The leaps in the US Producer Price Index (PPI) readings for February, outstripping predictions, contributed to this trend, highlighting the continued high inflation rate. The PPI findings echo and amplify concerns arising from recent data on unemployment claims and the two-days-previous release of the Consumer Price Index (CPI). All these indicators suggest challenges awaiting the Federal Reserve.
Financial analyst Tedtalksmacro commented on X (the platform previously known as Twitter) that, given this data, the Federal Reserve would likely maintain increased interest rates for an extended period. The upcoming Federal Open Market Committee (FOMC) gathering on March 20 was already expected to pass without any reduction in interest rates.
Notwithstanding these observations, Tedtalksmacro also acknowledged that the current market situation is likely predominantly influenced by institutional liquidity and regulatory clarity on cryptocurrencies. The odds of a rate cut at the upcoming FOMC session in May were reported by the CME Group's FedWatch Tool as just 6.2% at the time of reporting.
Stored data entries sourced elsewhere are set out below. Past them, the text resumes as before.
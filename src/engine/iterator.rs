//! Merge iterator across one column family's memtables and sorted runs.
//!
//! Sources are consulted per step and the record with the highest sequence
//! number wins at each key; point deletes and range tombstones suppress
//! everything older. Cursors are stateless between steps (the iterator
//! re-anchors on the last yielded key), so a concurrent flush only changes
//! which source answers, never the answer.

use crate::engine::memtable::{MemTableHandle, MemValue, RangeTombstone};
use crate::engine::table::{TableReader, KIND_DELETE, KIND_PUT};
use crate::engine::{IterOptions, KvEntry, KvIterator};
use crate::err::Error;
use crate::types::{Key, SequenceNumber, Value};
use async_trait::async_trait;
use std::ops::Bound;
use std::sync::Arc;

struct Candidate {
    key: Key,
    seq: SequenceNumber,
    kind: u8,
    value: Value,
}

pub struct EngineIter {
    mems: Vec<MemTableHandle>,
    tables: Vec<Arc<TableReader>>,
    tombstones: Vec<RangeTombstone>,
    lower: Option<Key>,
    upper: Option<Key>,
    anchor: Option<Key>,
}

impl EngineIter {
    pub fn new(mems: Vec<MemTableHandle>, tables: Vec<Arc<TableReader>>, opts: IterOptions) -> Self {
        let mut tombstones: Vec<RangeTombstone> = Vec::new();
        for mem in &mems {
            tombstones.extend(mem.tombstones());
        }
        for table in &tables {
            tombstones.extend_from_slice(table.tombstones());
        }
        Self {
            mems,
            tables,
            tombstones,
            lower: opts.lower_bound,
            upper: opts.upper_bound,
            anchor: None,
        }
    }

    fn covered(&self, key: &[u8], seq: SequenceNumber) -> bool {
        self.tombstones.iter().any(|t| t.covers(key, seq))
    }

    fn below_upper(&self, key: &[u8]) -> bool {
        self.upper.as_deref().map_or(true, |u| key < u)
    }

    fn at_or_above_lower(&self, key: &[u8]) -> bool {
        self.lower.as_deref().map_or(true, |l| key >= l)
    }

    /// Smallest key above `anchor` across every source, then the max-seq
    /// record at that key
    async fn smallest_above(&self, anchor: Bound<&[u8]>) -> Result<Option<Candidate>, Error> {
        let mut min_key: Option<Key> = None;
        for mem in &self.mems {
            if let Some((k, _)) = mem.first_above(anchor) {
                if min_key.as_ref().map_or(true, |m| &k < m) {
                    min_key = Some(k);
                }
            }
        }
        for table in &self.tables {
            if let Some(e) = table.first_above(anchor).await? {
                if min_key.as_ref().map_or(true, |m| &e.key < m) {
                    min_key = Some(e.key);
                }
            }
        }
        let Some(key) = min_key else { return Ok(None) };
        self.winning_record(key).await
    }

    /// Largest key below `anchor` across every source
    async fn largest_below(&self, anchor: Bound<&[u8]>) -> Result<Option<Candidate>, Error> {
        let mut max_key: Option<Key> = None;
        for mem in &self.mems {
            if let Some((k, _)) = mem.last_below(anchor) {
                if max_key.as_ref().map_or(true, |m| &k > m) {
                    max_key = Some(k);
                }
            }
        }
        for table in &self.tables {
            if let Some(e) = table.last_below(anchor).await? {
                if max_key.as_ref().map_or(true, |m| &e.key > m) {
                    max_key = Some(e.key);
                }
            }
        }
        let Some(key) = max_key else { return Ok(None) };
        self.winning_record(key).await
    }

    /// The max-seq record at exactly `key`
    async fn winning_record(&self, key: Key) -> Result<Option<Candidate>, Error> {
        let mut best: Option<Candidate> = None;
        for mem in &self.mems {
            if let Some(rec) = mem.get(&key) {
                if best.as_ref().map_or(true, |b| rec.seq > b.seq) {
                    let (kind, value) = match rec.value {
                        MemValue::Put(v) => (KIND_PUT, v),
                        MemValue::Delete => (KIND_DELETE, Vec::new()),
                    };
                    best = Some(Candidate {
                        key: key.clone(),
                        seq: rec.seq,
                        kind,
                        value,
                    });
                }
            }
        }
        for table in &self.tables {
            if let Some(e) = table.get(&key).await? {
                if best.as_ref().map_or(true, |b| e.seq > b.seq) {
                    best = Some(Candidate {
                        key: key.clone(),
                        seq: e.seq,
                        kind: e.kind,
                        value: e.value,
                    });
                }
            }
        }
        Ok(best)
    }

    async fn live_above(&mut self, mut bound: Bound<Key>) -> Result<Option<KvEntry>, Error> {
        loop {
            let candidate = {
                let b = match &bound {
                    Bound::Included(k) => Bound::Included(k.as_slice()),
                    Bound::Excluded(k) => Bound::Excluded(k.as_slice()),
                    Bound::Unbounded => Bound::Unbounded,
                };
                self.smallest_above(b).await?
            };
            let Some(c) = candidate else {
                self.anchor = None;
                return Ok(None);
            };
            if !self.below_upper(&c.key) {
                self.anchor = None;
                return Ok(None);
            }
            self.anchor = Some(c.key.clone());
            if c.kind == KIND_PUT && !self.covered(&c.key, c.seq) {
                return Ok(Some(KvEntry {
                    key: c.key,
                    value: c.value,
                }));
            }
            bound = Bound::Excluded(c.key);
        }
    }

    async fn live_below(&mut self, mut bound: Bound<Key>) -> Result<Option<KvEntry>, Error> {
        loop {
            let candidate = {
                let b = match &bound {
                    Bound::Included(k) => Bound::Included(k.as_slice()),
                    Bound::Excluded(k) => Bound::Excluded(k.as_slice()),
                    Bound::Unbounded => Bound::Unbounded,
                };
                self.largest_below(b).await?
            };
            let Some(c) = candidate else {
                self.anchor = None;
                return Ok(None);
            };
            if !self.at_or_above_lower(&c.key) {
                self.anchor = None;
                return Ok(None);
            }
            self.anchor = Some(c.key.clone());
            if c.kind == KIND_PUT && !self.covered(&c.key, c.seq) {
                return Ok(Some(KvEntry {
                    key: c.key,
                    value: c.value,
                }));
            }
            bound = Bound::Excluded(c.key);
        }
    }
}

#[async_trait]
impl KvIterator for EngineIter {
    async fn seek(&mut self, key: &[u8]) -> Result<Option<KvEntry>, Error> {
        let start = match self.lower.as_deref() {
            Some(l) if l > key => l.to_vec(),
            _ => key.to_vec(),
        };
        self.live_above(Bound::Included(start)).await
    }

    async fn seek_for_prev(&mut self, key: &[u8]) -> Result<Option<KvEntry>, Error> {
        match self.upper.as_deref() {
            Some(u) if u <= key => self.live_below(Bound::Excluded(u.to_vec())).await,
            _ => self.live_below(Bound::Included(key.to_vec())).await,
        }
    }

    async fn next_entry(&mut self) -> Result<Option<KvEntry>, Error> {
        match self.anchor.clone() {
            Some(anchor) => self.live_above(Bound::Excluded(anchor)).await,
            None => match self.lower.clone() {
                Some(l) => self.live_above(Bound::Included(l)).await,
                None => self.live_above(Bound::Unbounded).await,
            },
        }
    }

    async fn prev_entry(&mut self) -> Result<Option<KvEntry>, Error> {
        match self.anchor.clone() {
            Some(anchor) => self.live_below(Bound::Excluded(anchor)).await,
            None => match self.upper.clone() {
                Some(u) => self.live_below(Bound::Excluded(u)).await,
                None => self.live_below(Bound::Unbounded).await,
            },
        }
    }
}

#[cfg(test)]
mod tests {
    use super::*;
    use crate::engine::memtable::MemTable;

    fn mem_with(entries: &[(&[u8], &[u8], u64)]) -> MemTableHandle {
        let mem = MemTable::new(1);
        for (k, v, seq) in entries {
            mem.put(k.to_vec(), v.to_vec(), *seq);
        }
        Arc::new(mem)
    }

    #[tokio::test]
    async fn test_merge_two_memtables() {
        let old = mem_with(&[(b"a", b"old", 1), (b"c", b"c1", 2)]);
        let new = mem_with(&[(b"a", b"new", 5), (b"b", b"b1", 6)]);
        let mut iter = EngineIter::new(vec![old, new], vec![], IterOptions::default());
        let e = iter.seek(b"").await.unwrap().unwrap();
        assert_eq!((e.key.as_slice(), e.value.as_slice()), (&b"a"[..], &b"new"[..]));
        let e = iter.next_entry().await.unwrap().unwrap();
        assert_eq!(e.key, b"b".to_vec());
        let e = iter.next_entry().await.unwrap().unwrap();
        assert_eq!(e.key, b"c".to_vec());
        assert!(iter.next_entry().await.unwrap().is_none());
    }

    #[tokio::test]
    async fn test_deletes_and_tombstones_hidden() {
        let base = mem_with(&[(b"a", b"1", 1), (b"b", b"2", 2), (b"c", b"3", 3)]);
        let top = MemTable::new(2);
        top.delete(b"b".to_vec(), 10);
        top.delete_range(b"c".to_vec(), b"d".to_vec(), 11);
        let mut iter = EngineIter::new(vec![base, Arc::new(top)], vec![], IterOptions::default());
        let e = iter.seek(b"").await.unwrap().unwrap();
        assert_eq!(e.key, b"a".to_vec());
        assert!(iter.next_entry().await.unwrap().is_none());
    }

    #[tokio::test]
    async fn test_reverse_iteration_with_bounds() {
        let mem = mem_with(&[(b"a", b"1", 1), (b"b", b"2", 2), (b"c", b"3", 3), (b"d", b"4", 4)]);
        let mut iter = EngineIter::new(
            vec![mem],
            vec![],
            IterOptions {
                lower_bound: Some(b"b".to_vec()),
                upper_bound: Some(b"d".to_vec()),
            },
        );
        let e = iter.seek_for_prev(b"zzz").await.unwrap().unwrap();
        assert_eq!(e.key, b"c".to_vec());
        let e = iter.prev_entry().await.unwrap().unwrap();
        assert_eq!(e.key, b"b".to_vec());
        assert!(iter.prev_entry().await.unwrap().is_none());
    }

    #[tokio::test]
    async fn test_newer_put_survives_older_tombstone() {
        let mem = MemTable::new(1);
        mem.delete_range(b"a".to_vec(), b"z".to_vec(), 5);
        mem.put(b"m".to_vec(), b"kept".to_vec(), 6);
        mem.put(b"b".to_vec(), b"gone".to_vec(), 4);
        let mut iter = EngineIter::new(vec![Arc::new(mem)], vec![], IterOptions::default());
        let e = iter.seek(b"").await.unwrap().unwrap();
        assert_eq!(e.key, b"m".to_vec());
        assert!(iter.next_entry().await.unwrap().is_none());
    }
}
In a broader BTC price context, trader and analyst Rekt Capital remained sanguine. He suggested that price volatility occurred naturally at record highs and that such fluctuations needed to phase out before a clear trend could reestablish itself.
On a more immediate note, fellow analyst Jelle suggested that the BTC price tended to recover strength during the later stages of US trading hours, after an initial dip upon opening. Trader Daan Crypto Trades also observed that major price shifts for Bitcoin, particularly the recent dramatic drops, tended to occur in conjunction with the US market opening and the start of ETF trading, whereas Asian trading sessions often saw a recovery from such drops.